• **What you are asked to do**:
Find how many lines in the material below contain the word "struct" and give only that number.

• **Input data**:

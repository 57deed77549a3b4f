//! Packet types for the sync protocol.
//!
//! Frame format: type:u8 | body. Bodies carry no overall length; every
//! decoder reads exactly the fields of its layout, in order.
//!
//! ```text
//! LOGIN (0)        user_len:u8 dir_len:u8 count:u32 | user dir
//!                  then count x (path_len:u8 is_dir:u8 mtime:u32 | path)
//! REQUEST_FILE (1) path_len:u8 | path
//! SEND_FILE (2)    path_len:u8 is_dir:u8 mtime:u32 [size:u32] | path [content]
//! LOGOUT (4)       is_reply:u8 is_busy:u8
//! ```
//!
//! Type 3 is reserved and must stay unassigned.

use bytes::{Bytes, BytesMut};
use tokio::fs::File;
use tokio::io::{AsyncRead, AsyncReadExt, AsyncWrite, AsyncWriteExt};
use tracing::{debug, trace};

use crate::entry::{format_timestamp, FileEntry, LocalHandle};
use crate::error::{ProtocolError, Result, SyncError};
use crate::protocol::codec::{self, WireReader, WireWriter};
use crate::tree::StagingArea;

/// File content travels in chunks of this many bytes; the last one is shorter.
pub const CHUNK_SIZE: usize = 1024;

/// Upper bound on the up-front allocation for a Login file list.
const MAX_PREALLOCATED_ENTRIES: usize = 4096;

// =============================================================================
// Packet Types
// =============================================================================

#[derive(Debug, Clone, Copy, PartialEq, Eq)]
#[repr(u8)]
pub enum PacketType {
    Login = 0,
    RequestFile = 1,
    SendFile = 2,
    Logout = 4,
}

impl PacketType {
    pub fn from_u8(b: u8) -> Option<Self> {
        match b {
            0 => Some(Self::Login),
            1 => Some(Self::RequestFile),
            2 => Some(Self::SendFile),
            4 => Some(Self::Logout),
            _ => None,
        }
    }

    pub fn name(self) -> &'static str {
        match self {
            Self::Login => "Login",
            Self::RequestFile => "RequestFile",
            Self::SendFile => "SendFile",
            Self::Logout => "Logout",
        }
    }
}

/// Lengths of the chunks a payload of `size` bytes is split into.
pub fn chunk_lengths(size: usize) -> impl Iterator<Item = usize> {
    (0..size)
        .step_by(CHUNK_SIZE)
        .map(move |offset| CHUNK_SIZE.min(size - offset))
}

// =============================================================================
// LOGIN (0)
// =============================================================================

#[derive(Debug)]
pub struct Login {
    pub username: String,
    pub directory_name: String,
    /// Path, kind and mtime of every entry; sizes are not transmitted.
    pub files: Vec<FileEntry>,
}

impl Login {
    pub fn encode(&self) -> Result<Bytes> {
        let count = u32::try_from(self.files.len()).map_err(|_| ProtocolError::FieldTooLong {
            field: "file list",
            len: self.files.len(),
        })?;

        let mut buf = BytesMut::with_capacity(
            6 + self.username.len()
                + self.directory_name.len()
                + self.files.iter().map(|f| 6 + f.path.len()).sum::<usize>(),
        );
        codec::put_len(&mut buf, "username", self.username.len())?;
        codec::put_len(&mut buf, "directory name", self.directory_name.len())?;
        codec::put_u32(&mut buf, count);
        codec::put_str(&mut buf, &self.username);
        codec::put_str(&mut buf, &self.directory_name);

        for file in &self.files {
            codec::put_len(&mut buf, "path", file.path.len())?;
            codec::put_bool(&mut buf, file.is_dir);
            codec::put_u32(&mut buf, file.last_modified);
            codec::put_str(&mut buf, &file.path);
        }

        Ok(buf.freeze())
    }

    pub async fn decode<R: AsyncRead + Unpin>(r: &mut WireReader<R>) -> Result<Self> {
        let mut fixed: &[u8] = &r.read_array::<6>().await?;
        let username_len = codec::get_len(&mut fixed);
        let directory_len = codec::get_len(&mut fixed);
        let count = codec::get_u32(&mut fixed) as usize;

        let username = r.read_string(username_len, "username").await?;
        let directory_name = r.read_string(directory_len, "directory name").await?;
        trace!(%username, %directory_name, count, "decoding login");

        let mut files = Vec::with_capacity(count.min(MAX_PREALLOCATED_ENTRIES));
        for _ in 0..count {
            let mut fixed: &[u8] = &r.read_array::<6>().await?;
            let path_len = codec::get_len(&mut fixed);
            let is_dir = codec::get_bool(&mut fixed);
            let last_modified = codec::get_u32(&mut fixed);
            let path = r.read_string(path_len, "path").await?;
            trace!(
                %path,
                is_dir,
                modified = %format_timestamp(last_modified),
                "login entry"
            );
            files.push(FileEntry::new(path, is_dir, last_modified));
        }

        Ok(Self {
            username,
            directory_name,
            files,
        })
    }
}

// =============================================================================
// REQUEST_FILE (1)
// =============================================================================

#[derive(Debug, Clone, PartialEq, Eq)]
pub struct RequestFile {
    pub path: String,
}

impl RequestFile {
    pub fn encode(&self) -> Result<Bytes> {
        let mut buf = BytesMut::with_capacity(1 + self.path.len());
        codec::put_len(&mut buf, "path", self.path.len())?;
        codec::put_str(&mut buf, &self.path);
        Ok(buf.freeze())
    }

    pub async fn decode<R: AsyncRead + Unpin>(r: &mut WireReader<R>) -> Result<Self> {
        let [path_len] = r.read_array::<1>().await?;
        let path = r.read_string(usize::from(path_len), "path").await?;
        trace!(%path, "decoded request");
        Ok(Self { path })
    }
}

// =============================================================================
// SEND_FILE (2)
// =============================================================================

/// One entry plus, for files, its content.
///
/// Outbound content is read from `entry.local` while sending. Inbound content
/// is streamed into a staged temp file that [`crate::tree::LocalTree::apply`]
/// installs.
#[derive(Debug)]
pub struct SendFile {
    pub entry: FileEntry,
}

impl SendFile {
    /// Fixed fields and path, declaring `size` content bytes.
    pub fn encode_header(&self, size: u32) -> Result<Bytes> {
        let entry = &self.entry;
        let mut buf = BytesMut::with_capacity(10 + entry.path.len());
        codec::put_len(&mut buf, "path", entry.path.len())?;
        codec::put_bool(&mut buf, entry.is_dir);
        codec::put_u32(&mut buf, entry.last_modified);
        if !entry.is_dir {
            codec::put_u32(&mut buf, size);
        }
        codec::put_str(&mut buf, &entry.path);
        Ok(buf.freeze())
    }

    /// The declared size is taken from the content as opened now, not from
    /// the listing the entry came from.
    pub async fn send<W: AsyncWrite + Unpin>(&self, w: &mut WireWriter<W>) -> Result<()> {
        if self.entry.is_dir {
            return w.write_all(&self.encode_header(0)?).await;
        }

        let (mut file, source) = self.open_content().await?;
        let len = file
            .metadata()
            .await
            .map_err(|e| SyncError::io(&source, e))?
            .len();
        let size = u32::try_from(len).map_err(|_| ProtocolError::FileTooLarge {
            path: self.entry.path.clone(),
            size: len,
        })?;
        if size != self.entry.size {
            debug!(
                path = %self.entry.path,
                listed = self.entry.size,
                size,
                "size changed since listing"
            );
        }

        w.write_all(&self.encode_header(size)?).await?;
        let mut buf = [0u8; CHUNK_SIZE];
        for len in chunk_lengths(size as usize) {
            file.read_exact(&mut buf[..len])
                .await
                .map_err(|e| SyncError::io(&source, e))?;
            w.write_all(&buf[..len]).await?;
        }
        Ok(())
    }

    async fn open_content(&self) -> Result<(File, std::path::PathBuf)> {
        match &self.entry.local {
            Some(LocalHandle::Path(path)) => {
                let file = File::open(path)
                    .await
                    .map_err(|e| SyncError::io(path, e))?;
                Ok((file, path.clone()))
            }
            Some(LocalHandle::Staged(temp)) => {
                let file = temp.reopen().map_err(|e| SyncError::io(temp.path(), e))?;
                Ok((File::from_std(file), temp.path().to_path_buf()))
            }
            None => Err(SyncError::io(
                &self.entry.path,
                std::io::Error::new(std::io::ErrorKind::NotFound, "no local content"),
            )),
        }
    }

    pub async fn decode<R: AsyncRead + Unpin>(
        r: &mut WireReader<R>,
        staging: Option<&StagingArea>,
    ) -> Result<Self> {
        let mut fixed: &[u8] = &r.read_array::<6>().await?;
        let path_len = codec::get_len(&mut fixed);
        let is_dir = codec::get_bool(&mut fixed);
        let last_modified = codec::get_u32(&mut fixed);
        let size = if is_dir {
            0
        } else {
            let mut raw: &[u8] = &r.read_array::<4>().await?;
            codec::get_u32(&mut raw)
        };
        let path = r.read_string(path_len, "path").await?;
        trace!(
            %path,
            is_dir,
            size,
            modified = %format_timestamp(last_modified),
            "decoding send file"
        );

        let mut entry = FileEntry::new(path, is_dir, last_modified).with_size(size);
        if is_dir {
            return Ok(Self { entry });
        }

        let staging = staging.ok_or(ProtocolError::Unexpected {
            packet: PacketType::SendFile.name(),
            state: "Idle",
        })?;
        let (temp, mut file) = staging.create().await?;
        let mut buf = [0u8; CHUNK_SIZE];
        for len in chunk_lengths(size as usize) {
            r.read_exact(&mut buf[..len]).await?;
            file.write_all(&buf[..len])
                .await
                .map_err(|e| SyncError::io(temp.path(), e))?;
        }
        file.flush().await.map_err(|e| SyncError::io(temp.path(), e))?;
        file.sync_all()
            .await
            .map_err(|e| SyncError::io(temp.path(), e))?;

        entry.local = Some(LocalHandle::Staged(temp));
        Ok(Self { entry })
    }
}

// =============================================================================
// LOGOUT (4)
// =============================================================================

#[derive(Debug, Clone, Copy, PartialEq, Eq)]
pub struct Logout {
    pub is_reply: bool,
    pub is_busy: bool,
}

impl Logout {
    /// Opens the logout exchange after the reconciliation output.
    pub fn request() -> Self {
        Self {
            is_reply: false,
            is_busy: false,
        }
    }

    /// Rejection sent when the directory is already being synchronized.
    pub fn busy() -> Self {
        Self {
            is_reply: false,
            is_busy: true,
        }
    }

    pub fn reply() -> Self {
        Self {
            is_reply: true,
            is_busy: false,
        }
    }

    pub fn encode(&self) -> Bytes {
        let mut buf = BytesMut::with_capacity(2);
        codec::put_bool(&mut buf, self.is_reply);
        codec::put_bool(&mut buf, self.is_busy);
        buf.freeze()
    }

    pub async fn decode<R: AsyncRead + Unpin>(r: &mut WireReader<R>) -> Result<Self> {
        let mut fixed: &[u8] = &r.read_array::<2>().await?;
        let is_reply = codec::get_bool(&mut fixed);
        let is_busy = codec::get_bool(&mut fixed);
        trace!(is_reply, is_busy, "decoded logout");
        Ok(Self { is_reply, is_busy })
    }
}

// =============================================================================
// Packet
// =============================================================================

#[derive(Debug)]
pub enum Packet {
    Login(Login),
    RequestFile(RequestFile),
    SendFile(SendFile),
    Logout(Logout),
}

impl Packet {
    pub fn packet_type(&self) -> PacketType {
        match self {
            Self::Login(_) => PacketType::Login,
            Self::RequestFile(_) => PacketType::RequestFile,
            Self::SendFile(_) => PacketType::SendFile,
            Self::Logout(_) => PacketType::Logout,
        }
    }

    /// Write the body. The type byte is written by the framed channel.
    pub async fn send_body<W: AsyncWrite + Unpin>(&self, w: &mut WireWriter<W>) -> Result<()> {
        match self {
            Self::Login(p) => w.write_all(&p.encode()?).await,
            Self::RequestFile(p) => w.write_all(&p.encode()?).await,
            Self::SendFile(p) => p.send(w).await,
            Self::Logout(p) => w.write_all(&p.encode()).await,
        }
    }

    pub async fn decode<R: AsyncRead + Unpin>(
        packet_type: PacketType,
        r: &mut WireReader<R>,
        staging: Option<&StagingArea>,
    ) -> Result<Self> {
        Ok(match packet_type {
            PacketType::Login => Self::Login(Login::decode(r).await?),
            PacketType::RequestFile => Self::RequestFile(RequestFile::decode(r).await?),
            PacketType::SendFile => Self::SendFile(SendFile::decode(r, staging).await?),
            PacketType::Logout => Self::Logout(Logout::decode(r).await?),
        })
    }
}

// =============================================================================
// Tests
// =============================================================================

• **Reply to the task**:
4